Record extracts -
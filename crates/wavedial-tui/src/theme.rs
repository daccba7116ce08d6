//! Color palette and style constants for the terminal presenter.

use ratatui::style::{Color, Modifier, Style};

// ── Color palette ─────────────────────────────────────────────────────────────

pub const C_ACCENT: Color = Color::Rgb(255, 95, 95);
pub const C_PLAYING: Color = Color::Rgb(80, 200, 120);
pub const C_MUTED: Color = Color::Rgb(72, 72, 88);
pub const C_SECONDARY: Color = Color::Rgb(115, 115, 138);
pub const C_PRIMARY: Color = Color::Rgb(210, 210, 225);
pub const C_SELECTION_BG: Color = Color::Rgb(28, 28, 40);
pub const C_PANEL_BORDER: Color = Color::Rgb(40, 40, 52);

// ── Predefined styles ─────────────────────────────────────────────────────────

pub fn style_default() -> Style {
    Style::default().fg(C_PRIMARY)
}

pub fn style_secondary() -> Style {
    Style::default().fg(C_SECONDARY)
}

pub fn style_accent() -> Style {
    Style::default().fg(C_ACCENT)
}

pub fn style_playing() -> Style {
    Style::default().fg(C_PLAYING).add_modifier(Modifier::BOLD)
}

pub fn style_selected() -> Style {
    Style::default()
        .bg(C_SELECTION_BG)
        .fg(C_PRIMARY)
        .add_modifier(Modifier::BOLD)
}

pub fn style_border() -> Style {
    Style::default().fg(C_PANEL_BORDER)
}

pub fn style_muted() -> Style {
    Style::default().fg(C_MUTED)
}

Task to carry out - Say how many lines in the records hold the word "BOLD", giving the number by itself.

Task output - 2